20h : Journal télévisé : un journaliste, sur fond de désert, annonce que l’opération Tempête du Désert est déclarée, la guerre du golfe commence.

Tu n’es plus enfant, ni même une adolescente. Ta vie de jeune adulte s’installe. La fac la semaine. Ton ami, ton grand amour plutôt le week-end. Ta famille juste assez loin, mais pas trop.

Tu crois avoir compris la vie, la politique, le cours des choses. Tu sais bien que tout n’est pas simple  mais quand même. La guerre froide s’est achevée presque dans l’allégresse. Le monde s’est ouvert, les frontières s’estompent. La politique ancienne doit disparaître. Pour toi, aujourd’hui, le seul combat est écologique. Plus de rouge, de rose ou de bleu. L’avenir sera vert.

Et voilà qu’un mot de l’ancien monde refait surface, lancinant : la guerre.

Tu n’y crois pas.

Tu regardes atterrée les gens autour de toi. La grand-mère Augustine qui appelle sans cesse pour qu’on renouvelle ses stocks de sucre et de farine. Tes voisins, si raisonnables et si sensés, qui dévalisent les rayons des magasins. On ne sait jamais, disent-ils.

Tu vois bien que le quotidien n’est pas modifié d’une virgule. Le train du vendredi quitte toujours la gare de Matabiau à 11h45.
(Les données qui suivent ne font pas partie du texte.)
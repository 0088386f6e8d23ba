//! Core types shared across Scriptdeck facilities
//!
//! This crate provides foundational types used by the session engine,
//! the normalization core, and the front-end glue:
//!
//! - **Correlation types**: RequestId for tying log lines to one session request
//! - **Boundary values**: ParamValue, the primitive-only parameter type

pub mod correlation;
pub mod params;

pub use correlation::RequestId;
pub use params::ParamValue;
//! Text rendering for normalized results
//!
//! Turns a [`DisplayResult`] into plain text: labeled lines for pairs,
//! width-aligned columns with a header rule for tables, a single line
//! for scalars.

use scriptdeck_core::DisplayResult;

/// Render a normalized result for the terminal.
pub fn render(result: &DisplayResult) -> String {
    match result {
        DisplayResult::Empty => "(no output)\n".to_string(),
        DisplayResult::Scalar { label, value } => format!("{}: {}\n", label, value),
        DisplayResult::Pairs(pairs) => {
            let width = pairs.iter().map(|p| p.label.len()).max().unwrap_or(0);
            let mut out = String::new();
            for pair in pairs {
                out.push_str(&format!("{:<width$} : {}\n", pair.label, pair.value));
            }
            out
        }
        DisplayResult::Table { columns, rows } => render_table(columns, rows),
    }
}

/// Width-aligned table with a header rule.
fn render_table(columns: &[String], rows: &[Vec<String>]) -> String {
    // Column width: widest of header and cells
    let widths: Vec<usize> = columns
        .iter()
        .enumerate()
        .map(|(i, column)| {
            rows.iter()
                .filter_map(|row| row.get(i))
                .map(|cell| cell.len())
                .chain(std::iter::once(column.len()))
                .max()
                .unwrap_or(0)
        })
        .collect();

    let mut out = String::new();
    render_row(&mut out, columns.iter().map(String::as_str), &widths);
    let rule: Vec<String> = widths.iter().map(|w| "-".repeat(*w)).collect();
    render_row(&mut out, rule.iter().map(String::as_str), &widths);
    for row in rows {
        render_row(&mut out, row.iter().map(String::as_str), &widths);
    }
    out
}

fn render_row<'a>(out: &mut String, cells: impl Iterator<Item = &'a str>, widths: &[usize]) {
    let mut line = String::new();
    for (i, cell) in cells.enumerate() {
        if i > 0 {
            line.push_str("  ");
        }
        let width = widths.get(i).copied().unwrap_or(0);
        line.push_str(&format!("{:<width$}", cell));
    }
    out.push_str(line.trim_end());
    out.push('\n');
}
Tu veux expliquer, faire comprendre qu’il ne faut pas se laisser manipuler. Tu as confiance dans l’intelligence de notre monde, celui que nous disons libre et que nous prétendons étendre à la planète entière. Nos dirigeants ne prendront pas un tel prétexte, l’invasion du Koweit par l’Irak, pour renvoyer nos pays dans les atrocités d’une guerre. La guerre est d’un autre âge.

Et pourtant c’est ce qui arrive.

Un soir, à 20 h, au journal télévisé, un journaliste, sur fond de désert, annonce que l’opération tempête du désert a débuté.

La population entière s’agglutine devant les écrans pour regarder cette guerre. Guerre en direct. Guerre chirurgicale. Guerre spectacle.  Que voit-on ? Des images vides. Des commentaires vides. A perte de temps.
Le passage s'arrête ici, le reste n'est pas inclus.